Report, as a bare number, how many lines in the data contain "effects".

Segment Start: DATA SUPPLIED

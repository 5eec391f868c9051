//! Lease timing configuration shared by the coordinator and the session.

use std::time::Duration;

use crate::error::CoreError;

/// Default lease duration in seconds (30 minutes).
pub const DEFAULT_LEASE_SECS: u64 = 1800;

/// Default warning lead time in seconds (5 minutes before expiry).
pub const DEFAULT_WARNING_LEAD_SECS: u64 = 300;

/// Minimum lease duration in seconds (1 minute).
pub const MIN_LEASE_SECS: u64 = 60;

/// Maximum lease duration in seconds (4 hours).
pub const MAX_LEASE_SECS: u64 = 14_400;

/// How long a lock lives and how early the holder is warned.
#[derive(Debug, Clone, Copy, PartialEq, Eq)]
pub struct LockSettings {
    pub lease_duration: Duration,
    pub warning_lead_time: Duration,
}

impl Default for LockSettings {
    fn default() -> Self {
        Self {
            lease_duration: Duration::from_secs(DEFAULT_LEASE_SECS),
            warning_lead_time: Duration::from_secs(DEFAULT_WARNING_LEAD_SECS),
        }
    }
}

impl LockSettings {
    /// Build validated settings.
    pub fn new(lease_duration: Duration, warning_lead_time: Duration) -> Result<Self, CoreError> {
        let settings = Self {
            lease_duration,
            warning_lead_time,
        };
        settings.validate()?;
        Ok(settings)
    }

    /// Load settings from environment variables with defaults.
    ///
    /// | Env Var                  | Default |
    /// |--------------------------|---------|
    /// | `LOCK_LEASE_SECS`        | `1800`  |
    /// | `LOCK_WARNING_LEAD_SECS` | `300`   |
    pub fn from_env() -> Result<Self, CoreError> {
        let lease = env_secs("LOCK_LEASE_SECS", DEFAULT_LEASE_SECS)?;
        let lead = env_secs("LOCK_WARNING_LEAD_SECS", DEFAULT_WARNING_LEAD_SECS)?;
        Self::new(Duration::from_secs(lease), Duration::from_secs(lead))
    }

    pub fn validate(&self) -> Result<(), CoreError> {
        let lease = self.lease_duration.as_secs();
        if lease < MIN_LEASE_SECS {
            return Err(CoreError::Validation(format!(
                "Lease duration must be at least {MIN_LEASE_SECS} seconds, got {lease}"
            )));
        }
        if lease > MAX_LEASE_SECS {
            return Err(CoreError::Validation(format!(
                "Lease duration must be at most {MAX_LEASE_SECS} seconds, got {lease}"
            )));
        }
        if self.warning_lead_time.is_zero() || self.warning_lead_time >= self.lease_duration {
            return Err(CoreError::Validation(format!(
                "Warning lead time must be between 1 second and the lease duration, got {}s",
                self.warning_lead_time.as_secs()
            )));
        }
        Ok(())
    }

    /// Delay from lock confirmation to the expiry warning.
    pub fn warning_delay(&self) -> Duration {
        self.lease_duration.saturating_sub(self.warning_lead_time)
    }

    /// Delay from lock confirmation to client-side expiry.
    pub fn expiry_delay(&self) -> Duration {
        self.lease_duration
    }

    /// Lease as a chrono duration for timestamp arithmetic.
    pub fn lease(&self) -> chrono::Duration {
        chrono::Duration::from_std(self.lease_duration)
            .unwrap_or_else(|_| chrono::Duration::seconds(MAX_LEASE_SECS as i64))
    }

    /// Whole minutes shown in the expiry warning, never less than one.
    pub fn warning_minutes(&self) -> u64 {
        let secs = self.warning_lead_time.as_secs();
        ((secs + 30) / 60).max(1)
    }
}

fn env_secs(key: &str, default: u64) -> Result<u64, CoreError> {
    match std::env::var(key) {
        Ok(raw) => raw
            .trim()
            .parse()
            .map_err(|_| CoreError::Validation(format!("{key} must be a whole number of seconds"))),
        Err(_) => Ok(default),
    }
}
pub mod jwt;
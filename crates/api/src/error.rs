use axum::http::StatusCode;
use axum::response::{IntoResponse, Response};
use axum::Json;
use editlock_core::error::CoreError;
use editlock_core::protocol::ErrorBody;

/// Failures of an HTTP request, rendered as `{ "error", "code" }`.
///
/// Lock-state outcomes (held by another user, stale write, ...) are normal
/// responses and never come through here.
#[derive(Debug, thiserror::Error)]
pub enum AppError {
    #[error(transparent)]
    Core(#[from] CoreError),

    #[error("Bad request: {0}")]
    BadRequest(String),

    #[error("Internal error: {0}")]
    InternalError(String),
}

pub type AppResult<T> = Result<T, AppError>;

const INTERNAL_MESSAGE: &str = "An internal error occurred";

impl AppError {
    /// Status, machine-readable code and the message safe to show a client.
    fn classify(&self) -> (StatusCode, &'static str, String) {
        match self {
            AppError::Core(CoreError::NotFound { entity, id }) => (
                StatusCode::NOT_FOUND,
                "NOT_FOUND",
                format!("{entity} with id {id} not found"),
            ),
            AppError::Core(CoreError::Validation(msg)) => {
                (StatusCode::BAD_REQUEST, "VALIDATION_ERROR", msg.clone())
            }
            AppError::Core(CoreError::Conflict(msg)) => {
                (StatusCode::CONFLICT, "CONFLICT", msg.clone())
            }
            AppError::Core(CoreError::Unauthorized(msg)) => {
                (StatusCode::UNAUTHORIZED, "UNAUTHORIZED", msg.clone())
            }
            AppError::Core(CoreError::Forbidden(msg)) => {
                (StatusCode::FORBIDDEN, "FORBIDDEN", msg.clone())
            }
            // Says nothing about who holds the lock; the client should retry.
            AppError::Core(CoreError::StoreUnavailable(_)) => (
                StatusCode::SERVICE_UNAVAILABLE,
                "STORE_UNAVAILABLE",
                "The lock store is unavailable, try again shortly".to_string(),
            ),
            AppError::Core(CoreError::Internal(_)) | AppError::InternalError(_) => (
                StatusCode::INTERNAL_SERVER_ERROR,
                "INTERNAL_ERROR",
                INTERNAL_MESSAGE.to_string(),
            ),
            AppError::BadRequest(msg) => (StatusCode::BAD_REQUEST, "BAD_REQUEST", msg.clone()),
        }
    }
}

impl IntoResponse for AppError {
    fn into_response(self) -> Response {
        let (status, code, error) = self.classify();
        if status.is_server_error() {
            tracing::error!(error = %self, code, "Request failed");
        }

        let body = ErrorBody {
            error,
            code: code.to_string(),
        };
        (status, Json(body)).into_response()
    }
}
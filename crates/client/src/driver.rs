//! Runs one editing session.
//!
//! The driver owns the [`Session`] state machine and performs what it asks
//! for: transport calls (whose results are fed back in as events), form
//! updates, the navigate-away release hook and the two one-shot timers.
//! Timers are plain deadlines polled with `tokio::time::sleep_until`, so
//! re-arming one simply replaces its deadline.

use std::collections::VecDeque;
use std::sync::Arc;

use editlock_core::session::{Effect, Operation, Session, SessionEvent, SessionState, TimerKind};
use editlock_core::settings::LockSettings;
use tokio::sync::mpsc;
use tokio::time::Instant;

use crate::form::EditForm;
use crate::transport::{LockTransport, ReleaseMode, TransportError};

/// Something the user did in the editor.
#[derive(Debug, Clone, Copy, PartialEq, Eq)]
pub enum UserAction {
    Submit,
    ForceSave,
    ForceRelease,
    NavigateAway,
}

impl From<UserAction> for SessionEvent {
    fn from(action: UserAction) -> Self {
        match action {
            UserAction::Submit => SessionEvent::Submit,
            UserAction::ForceSave => SessionEvent::ForceSave,
            UserAction::ForceRelease => SessionEvent::ForceRelease,
            UserAction::NavigateAway => SessionEvent::NavigateAway,
        }
    }
}

pub struct SessionDriver<F: EditForm> {
    session: Session,
    transport: Arc<dyn LockTransport>,
    form: F,
    warning_at: Option<Instant>,
    expiry_at: Option<Instant>,
    release_hook: bool,
}

impl<F: EditForm> SessionDriver<F> {
    pub fn new(settings: LockSettings, transport: Arc<dyn LockTransport>, form: F) -> Self {
        Self {
            session: Session::new(settings),
            transport,
            form,
            warning_at: None,
            expiry_at: None,
            release_hook: false,
        }
    }

    pub fn state(&self) -> SessionState {
        self.session.state()
    }

    pub fn session(&self) -> &Session {
        &self.session
    }

    pub fn form(&self) -> &F {
        &self.form
    }

    pub fn form_mut(&mut self) -> &mut F {
        &mut self.form
    }

    /// Whether leaving the page would currently release the lock.
    pub fn release_hook_bound(&self) -> bool {
        self.release_hook
    }

    /// The earliest armed timer.
    pub fn next_timer(&self) -> Option<(TimerKind, Instant)> {
        let warning = self.warning_at.map(|at| (TimerKind::Warning, at));
        let expiry = self.expiry_at.map(|at| (TimerKind::Expiry, at));
        match (warning, expiry) {
            (Some(w), Some(e)) => Some(if e.1 < w.1 { e } else { w }),
            (w, e) => w.or(e),
        }
    }

    /// Open the editor: ask for the lock and settle into the resulting state.
    pub async fn open(&mut self) {
        self.dispatch(SessionEvent::Open).await;
    }

    pub async fn act(&mut self, action: UserAction) {
        self.dispatch(action.into()).await;
    }

    /// Fire every timer whose deadline has passed, earliest first. Returns
    /// how many fired.
    pub async fn fire_due_timers(&mut self) -> usize {
        let mut fired = 0;
        while let Some((timer, at)) = self.next_timer() {
            if at > Instant::now() {
                break;
            }
            self.fire(timer).await;
            fired += 1;
        }
        fired
    }

    /// Sleep until the next timer and fire it. `None` when no timer is armed.
    pub async fn wait_for_timer(&mut self) -> Option<TimerKind> {
        let (timer, at) = self.next_timer()?;
        tokio::time::sleep_until(at).await;
        self.fire(timer).await;
        Some(timer)
    }

    /// Open the session and drive it from `actions` and its timers until it
    /// closes. A closed channel counts as navigating away.
    pub async fn run(&mut self, mut actions: mpsc::Receiver<UserAction>) {
        self.open().await;

        while !self.session.is_closed() {
            let next = self.next_timer();

            tokio::select! {
                action = actions.recv() => {
                    self.act(action.unwrap_or(UserAction::NavigateAway)).await;
                }
                _ = tokio::time::sleep_until(next.map_or_else(Instant::now, |(_, at)| at)), if next.is_some() => {
                    if let Some((timer, _)) = next {
                        self.fire(timer).await;
                    }
                }
            }
        }
    }

    async fn fire(&mut self, timer: TimerKind) {
        match timer {
            TimerKind::Warning => self.warning_at = None,
            TimerKind::Expiry => self.expiry_at = None,
        }
        self.dispatch(SessionEvent::TimerFired(timer)).await;
    }

    /// Feed `event` to the session, execute the effects, and keep feeding
    /// completions back until the session has nothing left to do.
    async fn dispatch(&mut self, event: SessionEvent) {
        let mut queue = VecDeque::from([event]);

        while let Some(event) = queue.pop_front() {
            let before = self.session.state();
            let effects = self.session.handle(event, Instant::now().into_std());
            if self.session.state() != before {
                tracing::debug!(from = ?before, to = ?self.session.state(), "Session transition");
            }

            for effect in effects {
                if let Some(completion) = self.execute(effect).await {
                    queue.push_back(completion);
                }
            }
        }
    }

    async fn execute(&mut self, effect: Effect) -> Option<SessionEvent> {
        match effect {
            Effect::Acquire => Some(completion(
                Operation::Acquire,
                self.transport.acquire().await,
                SessionEvent::AcquireCompleted,
            )),
            Effect::Refresh => Some(completion(
                Operation::Refresh,
                self.transport.refresh().await,
                SessionEvent::RefreshCompleted,
            )),
            Effect::Save { attempt, force } => Some(completion(
                Operation::Save,
                self.transport.save(&attempt, force).await,
                SessionEvent::SaveCompleted,
            )),
            Effect::Release { mode } => {
                self.release(mode).await;
                None
            }
            Effect::ScheduleTimer { timer, at } => {
                let at = Instant::from_std(at);
                match timer {
                    TimerKind::Warning => self.warning_at = Some(at),
                    TimerKind::Expiry => self.expiry_at = Some(at),
                }
                None
            }
            Effect::CancelTimers => {
                self.warning_at = None;
                self.expiry_at = None;
                None
            }
            Effect::BindReleaseHook => {
                self.release_hook = true;
                None
            }
            Effect::UnbindReleaseHook => {
                self.release_hook = false;
                None
            }
            Effect::DisableForm => {
                self.form.disable_all();
                None
            }
            Effect::EnableForm => {
                self.form.enable_all();
                None
            }
            Effect::Notify(notice) => {
                self.form.show_notice(&notice);
                None
            }
        }
    }

    async fn release(&self, mode: ReleaseMode) {
        match mode {
            ReleaseMode::Blocking => match self.transport.release(mode).await {
                Ok(outcome) => tracing::debug!(?outcome, "Lock released on navigate-away"),
                Err(e) => tracing::warn!(error = %e, "Release failed, lock will lapse at expiry"),
            },
            ReleaseMode::BestEffort => spawn_best_effort_release(self.transport.clone()),
        }
    }
}

impl<F: EditForm> Drop for SessionDriver<F> {
    /// A session torn down without navigating away still gives its lease
    /// back, without waiting for the answer.
    fn drop(&mut self) {
        if self.release_hook {
            spawn_best_effort_release(self.transport.clone());
        }
    }
}

fn completion<T>(
    operation: Operation,
    result: Result<T, TransportError>,
    on_success: impl FnOnce(T) -> SessionEvent,
) -> SessionEvent {
    match result {
        Ok(value) => on_success(value),
        Err(e) => {
            tracing::warn!(?operation, error = %e, "Lock request failed");
            SessionEvent::RequestFailed {
                operation,
                message: e.to_string(),
            }
        }
    }
}

fn spawn_best_effort_release(transport: Arc<dyn LockTransport>) {
    let Ok(runtime) = tokio::runtime::Handle::try_current() else {
        tracing::warn!("No runtime to release the lock on, it will lapse at expiry");
        return;
    };
    runtime.spawn(async move {
        if let Err(e) = transport.release(ReleaseMode::BestEffort).await {
            tracing::debug!(error = %e, "Best-effort release failed");
        }
    });
}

Segment End: DATA SUPPLIED

SOLUTION BELOW: 3